Section 162(m) of the Internal Revenue Code (“Code”), which disallows the deduction by any publicly held corporation with respect to certain compensation paid to a covered employee over $1,000,000, was amended by the 2017 Tax Cuts and Jobs Act (“TCJA”).  One change made to Section 162(m) of the Code as part of the TCJA was that if an individual is a “covered employee” for a taxable year, the individual continues to be a covered employee for all future taxable years, including after termination of employment.

Separately, notwithstanding the general prohibition on the discretionary delay of payments under Section 409A of the Code, the Treasury Regulations under Section 409A provide that an employer may choose to delay a payment under a plan if it reasonably believes the deduction with respect to the payment will not be permitted under Section 162(m) of the Code (the “Delay Exception”). While such discretion is not required to be included within a plan document, some plans do mandate deferral of payment where it is reasonable to believe the payment will not be deductible under Section 162(m) of the Code.  As a result of the change made by the TCJA noted above, such a provision could effectively prevent a payment from ever becoming payable because once an individual is a covered employee the individual never loses that status, even after termination of employment.

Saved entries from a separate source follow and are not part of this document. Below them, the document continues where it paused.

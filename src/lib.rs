// Copyright (c) 2025 Fabstir
// SPDX-License-Identifier: BUSL-1.1
pub mod aggregation;
pub mod classification;
pub mod cli;
pub mod config;
pub mod labels;
pub mod monitoring;
pub mod service;
pub mod storage;
pub mod version;

// Re-export main types
pub use aggregation::{AggregationEngine, AggregationSnapshot, LabelCount};
pub use classification::{
    ClassificationError, ClassificationOrchestrator, ClassificationRecord, ClassifyOptions,
    Detection, InferenceError, InferenceProvider, PipelineStrategy, ValidityMode,
};
pub use config::{PipelineConfig, SetupError};
pub use labels::{CanonicalLabel, FruitKey, LabelNormalizer, ModelRouter};
pub use monitoring::{MappingMiss, PipelineMetrics};
pub use service::{PipelineService, StoredClassification};
pub use storage::{InMemoryRecordStore, PersistenceError, RecordStore, StoredRecord, SupabaseRecordStore};
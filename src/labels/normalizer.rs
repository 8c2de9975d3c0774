// Copyright (c) 2025 Fabstir
// SPDX-License-Identifier: BUSL-1.1
//! Ripeness label normalization
//!
//! Different ripeness models disagree on vocabulary ("ripen", "green",
//! "too-ripe", ...). The normalizer folds every raw class string into the
//! closed [`CanonicalLabel`] set. Lookup is total: anything not in the
//! synonym table becomes [`CanonicalLabel::Unknown`].

use serde::{Deserialize, Serialize};
use std::collections::HashMap;
use std::fmt;
use std::str::FromStr;

use super::tables::TableError;

/// Closed set of ripeness categories
#[derive(Debug, Clone, Copy, PartialEq, Eq, Hash, PartialOrd, Ord, Serialize, Deserialize)]
#[serde(rename_all = "lowercase")]
pub enum CanonicalLabel {
    Unripe,
    Ripe,
    Overripe,
    Unknown,
}

impl CanonicalLabel {
    /// Every canonical label, `Unknown` last
    pub const ALL: [CanonicalLabel; 4] = [
        CanonicalLabel::Unripe,
        CanonicalLabel::Ripe,
        CanonicalLabel::Overripe,
        CanonicalLabel::Unknown,
    ];

    pub fn as_str(&self) -> &'static str {
        match self {
            CanonicalLabel::Unripe => "unripe",
            CanonicalLabel::Ripe => "ripe",
            CanonicalLabel::Overripe => "overripe",
            CanonicalLabel::Unknown => "unknown",
        }
    }
}

impl fmt::Display for CanonicalLabel {
    fn fmt(&self, f: &mut fmt::Formatter<'_>) -> fmt::Result {
        f.write_str(self.as_str())
    }
}

impl FromStr for CanonicalLabel {
    type Err = String;

    /// Parses only the exact canonical names (case-insensitive).
    /// Use [`LabelNormalizer::normalize`] for free-form model output.
    fn from_str(s: &str) -> Result<Self, Self::Err> {
        let key = canonical_key(s);
        CanonicalLabel::ALL
            .iter()
            .copied()
            .find(|label| label.as_str() == key)
            .ok_or_else(|| {
                format!(
                    "unknown label '{}', expected one of: unripe, ripe, overripe, unknown",
                    s
                )
            })
    }
}

/// Folds a raw string into its lookup form: trimmed, lowercase, with runs of
/// whitespace, `_` and `-` collapsed into a single `-`.
pub fn canonical_key(raw: &str) -> String {
    let mut key = String::with_capacity(raw.len());
    let mut pending_dash = false;
    for ch in raw.trim().chars() {
        if ch.is_whitespace() || ch == '_' || ch == '-' {
            pending_dash = true;
            continue;
        }
        if pending_dash && !key.is_empty() {
            key.push('-');
        }
        pending_dash = false;
        key.extend(ch.to_lowercase());
    }
    key
}

/// Synonym groups keyed by canonical label
#[derive(Debug, Clone)]
pub struct SynonymTable {
    groups: Vec<(CanonicalLabel, Vec<String>)>,
}

impl SynonymTable {
    pub fn empty() -> Self {
        Self { groups: Vec::new() }
    }

    /// Adds synonyms to a label's group, creating the group if needed
    pub fn with_group<I, S>(mut self, label: CanonicalLabel, synonyms: I) -> Self
    where
        I: IntoIterator<Item = S>,
        S: Into<String>,
    {
        self.extend_group(label, synonyms);
        self
    }

    pub fn extend_group<I, S>(&mut self, label: CanonicalLabel, synonyms: I)
    where
        I: IntoIterator<Item = S>,
        S: Into<String>,
    {
        let synonyms = synonyms.into_iter().map(Into::into);
        match self.groups.iter_mut().find(|(l, _)| *l == label) {
            Some((_, group)) => group.extend(synonyms),
            None => self.groups.push((label, synonyms.collect())),
        }
    }

    pub fn groups(&self) -> impl Iterator<Item = (CanonicalLabel, &[String])> {
        self.groups.iter().map(|(l, g)| (*l, g.as_slice()))
    }
}

impl Default for SynonymTable {
    fn default() -> Self {
        Self::empty()
            .with_group(
                CanonicalLabel::Unripe,
                ["unripe", "unripen", "green", "immature", "verde", "inmaduro"],
            )
            .with_group(
                CanonicalLabel::Ripe,
                ["ripe", "ripen", "ripe-orange", "mature", "maduro"],
            )
            .with_group(
                CanonicalLabel::Overripe,
                ["overripe", "too-ripe", "rotten", "podrido", "sobremaduro"],
            )
    }
}

/// Canonicalizes raw model labels against an immutable synonym table
#[derive(Debug, Clone)]
pub struct LabelNormalizer {
    lookup: HashMap<String, CanonicalLabel>,
}

impl LabelNormalizer {
    /// Build a normalizer from a synonym table.
    ///
    /// Canonical names are always present and map to themselves, so feeding a
    /// normalized label back in returns the same label. A synonym listed under
    /// two different labels is rejected.
    pub fn new(table: &SynonymTable) -> Result<Self, TableError> {
        let mut lookup = HashMap::new();
        for label in CanonicalLabel::ALL {
            lookup.insert(label.as_str().to_string(), label);
        }

        for (label, synonyms) in table.groups() {
            for synonym in synonyms {
                let key = canonical_key(synonym);
                if key.is_empty() {
                    return Err(TableError::EmptyEntry {
                        table: "synonyms",
                        group: label.as_str().to_string(),
                    });
                }
                match lookup.get(&key) {
                    Some(existing) if *existing != label => {
                        return Err(TableError::ConflictingSynonym {
                            synonym: key,
                            first: existing.as_str().to_string(),
                            second: label.as_str().to_string(),
                        });
                    }
                    _ => {
                        lookup.insert(key, label);
                    }
                }
            }
        }

        Ok(Self { lookup })
    }

    /// Normalizer over [`SynonymTable::default`]
    pub fn with_defaults() -> Self {
        let mut lookup = HashMap::new();
        for label in CanonicalLabel::ALL {
            lookup.insert(label.as_str().to_string(), label);
        }
        for (label, synonyms) in SynonymTable::default().groups() {
            for synonym in synonyms {
                lookup.insert(canonical_key(synonym), label);
            }
        }
        Self { lookup }
    }

    /// Map a raw label to its canonical label, `Unknown` on a miss
    pub fn normalize(&self, raw: &str) -> CanonicalLabel {
        self.lookup(raw).unwrap_or(CanonicalLabel::Unknown)
    }

    /// Like [`normalize`](Self::normalize) but reports a miss as `None`
    pub fn lookup(&self, raw: &str) -> Option<CanonicalLabel> {
        self.lookup.get(&canonical_key(raw)).copied()
    }

    /// Number of distinct lookup keys
    pub fn len(&self) -> usize {
        self.lookup.len()
    }

    pub fn is_empty(&self) -> bool {
        self.lookup.is_empty()
    }
}

impl Default for LabelNormalizer {
    fn default() -> Self {
        Self::with_defaults()
    }
}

In response, in the Preamble to proposed Treasury Regulations under Section 162(m) of the Code, the Internal Revenue Service announced that if a plan subject to Section 409A of the Code is amended to remove any Delay Exception language, the amendment will not result in an impermissible acceleration of payment under Section 409A of the Code (normally such an amendment would cause a Section 409A of the Code violation).  However, the plan amendment must be made no later than December 31, 2020.  The Preamble clarifies that the amendment can be made to apply to amounts that are not grandfathered for Section 162(m) of the Code purposes only or that it can apply to all amounts deferred (both grandfathered and non-grandfathered for Section 162(m) of the Code purposes).

The Preamble indicates this special rule will be incorporated into Treasury Regulations under Section 409A of the Code and that taxpayers may rely on the guidance in the Preamble until certain future guidance is issued.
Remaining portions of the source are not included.